Exact same thing happens here. Glad it was already reported. Nextcloud V : 16.0.4.1 user_cas V : 1.7.2 php: 7.3.9 More or less the exact same plugin list.

I'm in a clustered docker environnement.

Thanks for help !

[felixrupp]

@jaschrock @conanedogawa2

Are you still using user_ldap for any purposes? Like providing both LDAP and CAS based auth parallelly?

As I mentioned early user_cas is not really compatible with user_ldap, so if u have an account in your ownCloud/Nextcloud instance, which was setup by user_ldap, in most cases you can not authenticate this account against a CAS instance. Thats because how user_ldap stores the accounts (using a uuid for the owncloud/Nextcloud username) vs. how the CAS instance delivers account credentials (username as username).

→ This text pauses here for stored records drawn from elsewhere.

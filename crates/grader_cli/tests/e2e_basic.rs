use std::path::{Path, PathBuf};

use assert_cmd::Command;
use predicates::prelude::*;
use serde_json::{json, Value};

fn bin() -> Command {
    let path = assert_cmd::cargo::cargo_bin!("grader");
    let mut cmd = Command::new(path);
    cmd.env_remove("GRADER_BACKEND")
        .env_remove("GRADER_MODEL_DIR")
        .env_remove("GRADER_MAX_TOKENS");
    cmd
}

fn write_json(dir: &Path, name: &str, value: &Value) -> PathBuf {
    let path = dir.join(name);
    std::fs::write(&path, serde_json::to_string_pretty(value).unwrap()).unwrap();
    path
}

fn answer_key(dir: &Path) -> PathBuf {
    write_json(
        dir,
        "key.json",
        &json!({
            "answers": [
                {"question_id": "Q1", "question_text": "What is photosynthesis?",
                 "answer_text": "plants make food using sunlight", "marks_allotted": 5},
                {"question_id": "Q2", "question_text": "Describe the water cycle.",
                 "answer_text": "water cycle description", "marks_allotted": 5}
            ],
            "total_test_marks": 10
        }),
    )
}

#[test]
fn evaluates_perfect_submission_as_json() {
    let dir = tempfile::tempdir().unwrap();
    let key = answer_key(dir.path());
    let answers = write_json(
        dir.path(),
        "answers.json",
        &json!([
            {"question_id": "Q2", "recognized_text": "water cycle descripton",
             "corrected_text": "water cycle description", "word_count": 3},
            {"question_id": "Q1", "recognized_text": "plants make food using sunlight",
             "corrected_text": "plants make food using sunlight", "word_count": 5}
        ]),
    );

    let assert = bin()
        .args(["--backend", "hash", "evaluate", "--format", "json", "--answer-key"])
        .arg(&key)
        .arg("--answers")
        .arg(&answers)
        .assert()
        .success();

    let output = String::from_utf8(assert.get_output().stdout.clone()).unwrap();
    let report: Value = serde_json::from_str(&output).unwrap();
    assert_eq!(report["summary"]["final_score"], 10);
    assert_eq!(report["summary"]["total_obtained_marks"], 10.0);
    assert_eq!(report["summary"]["total_marks_allotted"], 10.0);
    assert_eq!(report["results"][0]["question_id"], "Q1");
    assert_eq!(report["results"][1]["question_id"], "Q2");
    assert_eq!(report["results"][1]["student_answer"], "water cycle description");
    assert!(report["evaluation_id"].as_str().unwrap().starts_with("eval-"));
}

#[test]
fn missing_answer_scores_zero_and_report_is_saved() {
    let dir = tempfile::tempdir().unwrap();
    let key = answer_key(dir.path());
    let answers = write_json(
        dir.path(),
        "answers.json",
        &json!({
            "success": true,
            "questions": [
                {"question_id": "Q1", "corrected_text": "plants make food using sunlight"}
            ]
        }),
    );
    let report_path = dir.path().join("report.json");

    bin()
        .args(["--backend", "hash", "evaluate", "--submission-id", "sub-1", "--answer-key"])
        .arg(&key)
        .arg("--answers")
        .arg(&answers)
        .arg("--output")
        .arg(&report_path)
        .assert()
        .success()
        .stdout(predicate::str::contains("final_score=5/10"))
        .stdout(predicate::str::contains("question=Q2 similarity=0.00 length=0.00 score=0.00/5"));

    let saved: Value =
        serde_json::from_str(&std::fs::read_to_string(&report_path).unwrap()).unwrap();
    assert_eq!(saved["submission_id"], "sub-1");
    assert_eq!(saved["results"][1]["student_answer"], "");
    assert_eq!(saved["results"][1]["question_score"], 0.0);

    bin()
        .args(["summary", "--format", "json", "--report"])
        .arg(&report_path)
        .assert()
        .success()
        .stdout(predicate::str::contains("\"final_score\": 5"))
        .stdout(predicate::str::contains("\"results\"").not());
}

#[test]
fn total_test_marks_override_rescales() {
    let dir = tempfile::tempdir().unwrap();
    let key = answer_key(dir.path());
    let answers = write_json(
        dir.path(),
        "answers.json",
        &json!([
            {"question_id": "Q1", "corrected_text": "plants make food using sunlight"},
            {"question_id": "Q2", "corrected_text": "water cycle description"}
        ]),
    );

    bin()
        .args(["--backend", "hash", "evaluate", "--total-test-marks", "50", "--parallel"])
        .arg("--answer-key")
        .arg(&key)
        .arg("--answers")
        .arg(&answers)
        .assert()
        .success()
        .stdout(predicate::str::contains("final_score=50/50"));
}

#[test]
fn bert_backend_without_model_fails() {
    let dir = tempfile::tempdir().unwrap();
    let key = answer_key(dir.path());
    let answers = write_json(dir.path(), "answers.json", &json!([]));

    bin()
        .args(["evaluate", "--answer-key"])
        .arg(&key)
        .arg("--answers")
        .arg(&answers)
        .assert()
        .failure()
        .stderr(predicate::str::contains("model unavailable"));
}

#[test]
fn bert_backend_with_empty_model_dir_fails() {
    let dir = tempfile::tempdir().unwrap();
    let key = answer_key(dir.path());
    let answers = write_json(dir.path(), "answers.json", &json!([]));

    bin()
        .args(["--backend", "bert", "--model-dir"])
        .arg(dir.path())
        .args(["evaluate", "--answer-key"])
        .arg(&key)
        .arg("--answers")
        .arg(&answers)
        .assert()
        .failure()
        .stderr(predicate::str::contains("missing model files"));
}

#[test]
fn invalid_answer_key_is_rejected() {
    let dir = tempfile::tempdir().unwrap();
    let key = write_json(
        dir.path(),
        "key.json",
        &json!({
            "answers": [{"question_id": "Q1", "answer_text": "x", "marks_allotted": -1}],
            "total_test_marks": 10
        }),
    );
    let answers = write_json(dir.path(), "answers.json", &json!([]));

    bin()
        .args(["--backend", "hash", "evaluate", "--answer-key"])
        .arg(&key)
        .arg("--answers")
        .arg(&answers)
        .assert()
        .failure()
        .stderr(predicate::str::contains("invalid answer key"));
}

#[test]
fn failed_recognition_document_is_rejected() {
    let dir = tempfile::tempdir().unwrap();
    let key = answer_key(dir.path());
    let answers = write_json(
        dir.path(),
        "answers.json",
        &json!({"success": false, "questions": []}),
    );

    bin()
        .args(["--backend", "hash", "evaluate", "--answer-key"])
        .arg(&key)
        .arg("--answers")
        .arg(&answers)
        .assert()
        .failure()
        .stderr(predicate::str::contains("recognition failed"));
}

#[test]
fn failed_page_is_skipped_and_later_pages_still_graded() {
    let dir = tempfile::tempdir().unwrap();
    let key = answer_key(dir.path());
    let page1 = write_json(
        dir.path(),
        "page1.json",
        &json!({"success": false, "error": "page too blurry", "questions": []}),
    );
    let page2 = write_json(
        dir.path(),
        "page2.json",
        &json!({
            "success": true,
            "questions": [
                {"question_id": "Q1", "corrected_text": "plants make food using sunlight"},
                {"question_id": "Q2", "corrected_text": "water cycle description"}
            ]
        }),
    );

    bin()
        .args(["--backend", "hash", "evaluate", "--answer-key"])
        .arg(&key)
        .arg("--answers")
        .arg(&page1)
        .arg("--answers")
        .arg(&page2)
        .assert()
        .success()
        .stdout(predicate::str::contains("final_score=10/10"));
}

#[test]
fn later_page_overrides_earlier_answer() {
    let dir = tempfile::tempdir().unwrap();
    let key = answer_key(dir.path());
    let page1 = write_json(
        dir.path(),
        "page1.json",
        &json!([
            {"question_id": "Q1", "corrected_text": "plants make food using sunlight"},
            {"question_id": "Q2", "corrected_text": "unrelated scribble"}
        ]),
    );
    let page2 = write_json(
        dir.path(),
        "page2.json",
        &json!([{"question_id": "Q2", "corrected_text": "water cycle description"}]),
    );

    let assert = bin()
        .args(["--backend", "hash", "evaluate", "--format", "json", "--answer-key"])
        .arg(&key)
        .arg("--answers")
        .arg(&page1)
        .arg("--answers")
        .arg(&page2)
        .assert()
        .success();

    let report: Value = serde_json::from_slice(&assert.get_output().stdout).unwrap();
    assert_eq!(report["results"][1]["student_answer"], "water cycle description");
    assert_eq!(report["summary"]["final_score"], 10);
}

#[test]
fn compare_reports_similarity_and_length() {
    bin()
        .args([
            "--backend",
            "hash",
            "compare",
            "--reference",
            "one two three four",
            "--candidate",
            "one two three four",
        ])
        .assert()
        .success()
        .stdout(predicate::str::contains("similarity=1.0000 length_score=1.00"));
}
use std::fs::File;
use std::io::{BufReader, BufWriter, Write};
use std::path::{Path, PathBuf};

use serde::de::DeserializeOwned;
use serde::Deserialize;
use tracing::{debug, warn};

use crate::error::{GradeError, Result};
use crate::model::{AnswerKey, EvaluationReport, RecognizedAnswer};

fn read_json<T: DeserializeOwned>(path: &Path) -> Result<T> {
    let file = File::open(path).map_err(|e| {
        GradeError::Io(std::io::Error::new(
            e.kind(),
            format!("open {}: {e}", path.display()),
        ))
    })?;
    Ok(serde_json::from_reader(BufReader::new(file))?)
}

/// Loads and validates an answer key document.
pub fn load_answer_key(path: &Path) -> Result<AnswerKey> {
    let key: AnswerKey = read_json(path)?;
    key.validate()?;
    Ok(key)
}

/// Recognition output comes either as a bare list or wrapped in the
/// pipeline's result document.
#[derive(Deserialize)]
#[serde(untagged)]
enum RecognitionDocument {
    Bare(Vec<RecognizedAnswer>),
    Wrapped {
        #[serde(default = "default_success")]
        success: bool,
        #[serde(default)]
        error: Option<String>,
        questions: Vec<RecognizedAnswer>,
    },
}

fn default_success() -> bool {
    true
}

pub fn parse_recognized_answers(raw: &str) -> Result<Vec<RecognizedAnswer>> {
    match serde_json::from_str(raw)? {
        RecognitionDocument::Bare(answers) => Ok(answers),
        RecognitionDocument::Wrapped {
            success: true,
            questions,
            ..
        } => Ok(questions),
        RecognitionDocument::Wrapped { error, .. } => Err(GradeError::RecognitionFailed(
            error.unwrap_or_else(|| "recognition pipeline reported failure".to_string()),
        )),
    }
}

pub fn load_recognized_answers(path: &Path) -> Result<Vec<RecognizedAnswer>> {
    let raw = std::fs::read_to_string(path).map_err(|e| {
        GradeError::Io(std::io::Error::new(
            e.kind(),
            format!("read {}: {e}", path.display()),
        ))
    })?;
    parse_recognized_answers(&raw)
}

/// Reads one recognition document per page and concatenates the answers in
/// page order, so a later page overrides an earlier answer to the same
/// question. Pages whose recognition failed are skipped; the load fails only
/// when every page failed.
pub fn load_recognition_pages(pages: &[PathBuf]) -> Result<Vec<RecognizedAnswer>> {
    let mut answers = Vec::new();
    let mut failed = 0usize;
    let mut last_failure = None;

    for (page, path) in pages.iter().enumerate() {
        match load_recognized_answers(path) {
            Ok(page_answers) => {
                debug!(page, path = %path.display(), answers = page_answers.len(), "page recognized");
                answers.extend(page_answers);
            }
            Err(GradeError::RecognitionFailed(reason)) => {
                warn!(page, path = %path.display(), %reason, "skipping page with failed recognition");
                failed += 1;
                last_failure = Some(reason);
            }
            Err(err) => return Err(err),
        }
    }

    if failed > 0 && failed == pages.len() {
        return Err(GradeError::RecognitionFailed(format!(
            "all {failed} page(s) failed; last error: {}",
            last_failure.unwrap_or_default()
        )));
    }
    Ok(answers)
}

pub fn save_report(path: &Path, report: &EvaluationReport) -> Result<()> {
    let file = File::create(path)?;
    let mut writer = BufWriter::new(file);
    serde_json::to_writer_pretty(&mut writer, report)?;
    writer.write_all(b"\n")?;
    writer.flush()?;
    Ok(())
}

pub fn load_report(path: &Path) -> Result<EvaluationReport> {
    read_json(path)
}
use crate::error::{GradeError, Result};

/// Cosine similarity in `[-1, 1]`, accumulated in `f64`.
///
/// A zero-norm (or empty) vector on either side yields `0.0`. Vectors of
/// different lengths come from mismatched embedding backends and are
/// reported as [`GradeError::DimensionMismatch`].
pub fn cosine_similarity(a: &[f32], b: &[f32]) -> Result<f64> {
    if a.len() != b.len() {
        return Err(GradeError::DimensionMismatch {
            expected: a.len(),
            actual: b.len(),
        });
    }

    let (dot, na, nb) = a
        .iter()
        .zip(b.iter())
        .fold((0.0f64, 0.0f64, 0.0f64), |(d, aa, bb), (&x, &y)| {
            let (x, y) = (x as f64, y as f64);
            (d + x * y, aa + x * x, bb + y * y)
        });

    if na == 0.0 || nb == 0.0 {
        return Ok(0.0);
    }

    Ok((dot / (na.sqrt() * nb.sqrt())).clamp(-1.0, 1.0))
}
//! Custom Axum extractors.

pub mod json;

pub use json::ApiJson;
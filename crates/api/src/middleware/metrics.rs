//! Prometheus metrics.
//!
//! HTTP request metrics are recorded by [`metrics_middleware`]; the business
//! counters below are called from services and routes.

use axum::{
    body::Body,
    extract::MatchedPath,
    http::{header, Method, Request, StatusCode},
    middleware::Next,
    response::{IntoResponse, Response},
};
use metrics::{counter, histogram};
use metrics_exporter_prometheus::{BuildError, PrometheusBuilder, PrometheusHandle};
use std::sync::OnceLock;
use std::time::Instant;

static PROMETHEUS_HANDLE: OnceLock<PrometheusHandle> = OnceLock::new();

/// Records `http_requests_total` (method, path, status) and
/// `http_request_duration_seconds` (method, path). Paths are the matched
/// route template; unmatched requests share the `fallback` label.
pub async fn metrics_middleware(req: Request<Body>, next: Next) -> Response {
    let start = Instant::now();
    let method = method_to_str(req.method());
    let path = req
        .extensions()
        .get::<MatchedPath>()
        .map(|p| p.as_str().to_string())
        .unwrap_or_else(|| "fallback".to_string());

    let response = next.run(req).await;

    let status = response.status().as_u16().to_string();
    counter!(
        "http_requests_total",
        "method" => method,
        "path" => path.clone(),
        "status" => status
    )
    .increment(1);

    histogram!(
        "http_request_duration_seconds",
        "method" => method,
        "path" => path
    )
    .record(start.elapsed().as_secs_f64());

    response
}

fn method_to_str(method: &Method) -> &'static str {
    match *method {
        Method::GET => "GET",
        Method::POST => "POST",
        Method::PUT => "PUT",
        Method::DELETE => "DELETE",
        Method::PATCH => "PATCH",
        Method::HEAD => "HEAD",
        Method::OPTIONS => "OPTIONS",
        _ => "OTHER",
    }
}

/// `mode` is `streaming` or `direct`.
pub fn record_chat_request(mode: &'static str) {
    counter!("chat_requests_total", "mode" => mode).increment(1);
}

/// `outcome` is `success` or `error`.
pub fn record_tool_execution(tool: &'static str, outcome: &'static str) {
    counter!("chat_tool_executions_total", "tool" => tool, "outcome" => outcome).increment(1);
}

pub fn record_email_sent(kind: &'static str, outcome: &'static str) {
    counter!("emails_sent_total", "kind" => kind, "outcome" => outcome).increment(1);
}

pub async fn metrics_handler() -> Response {
    match PROMETHEUS_HANDLE.get() {
        Some(handle) => (
            StatusCode::OK,
            [(header::CONTENT_TYPE, "text/plain; version=0.0.4")],
            handle.render(),
        )
            .into_response(),
        None => (
            StatusCode::INTERNAL_SERVER_ERROR,
            [(header::CONTENT_TYPE, "text/plain")],
            "Metrics not initialized",
        )
            .into_response(),
    }
}

/// Installs the global Prometheus recorder. Calling it again keeps the
/// first recorder.
pub fn init_metrics() -> Result<(), BuildError> {
    if PROMETHEUS_HANDLE.get().is_some() {
        return Ok(());
    }

    let handle = PrometheusBuilder::new()
        .set_buckets(&[0.001, 0.005, 0.01, 0.05, 0.1, 0.2, 0.5, 1.0, 2.0, 5.0, 15.0, 60.0])?
        .install_recorder()?;

    // Lost race: the other handle is already serving.
    let _ = PROMETHEUS_HANDLE.set(handle);
    Ok(())
}

#[cfg(test)]
mod tests {
    use super::*;

    #[test]
    fn test_method_to_str() {
        assert_eq!(method_to_str(&Method::GET), "GET");
        assert_eq!(method_to_str(&Method::POST), "POST");
        assert_eq!(method_to_str(&Method::PATCH), "PATCH");
        assert_eq!(method_to_str(&Method::TRACE), "OTHER");
    }

    #[test]
    fn test_business_counters_without_recorder() {
        record_chat_request("streaming");
        record_tool_execution("search_web", "success");
        record_email_sent("contact_notification", "error");
    }
}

Can you lookup your database tables and tell my how the corresponding accounts are setup?

P.S: If it’s possible, please do not use user_cas and user_ldap together!

Regards, Felix

[jaschrock]

Hi Felix, I am just using LDAP and not using CAS. That is a better solution for me after I realized they can't really coexist the way I was hoping. Thanks Alan

[conanedogawa2]

Actually, yes i'm using user_ldap plugin.

I just created a fresh new Nextcloud instance. Using v16.0.5 or 17 i have the same problem. No user_ldap plugin activated. (I'm now using user_cas v 1.7.3)

[conanedogawa2]

Nevermind i was using my old cas configuration not anymore pertinant with fresh nextcloud installation. Thanks for your amazing work btw.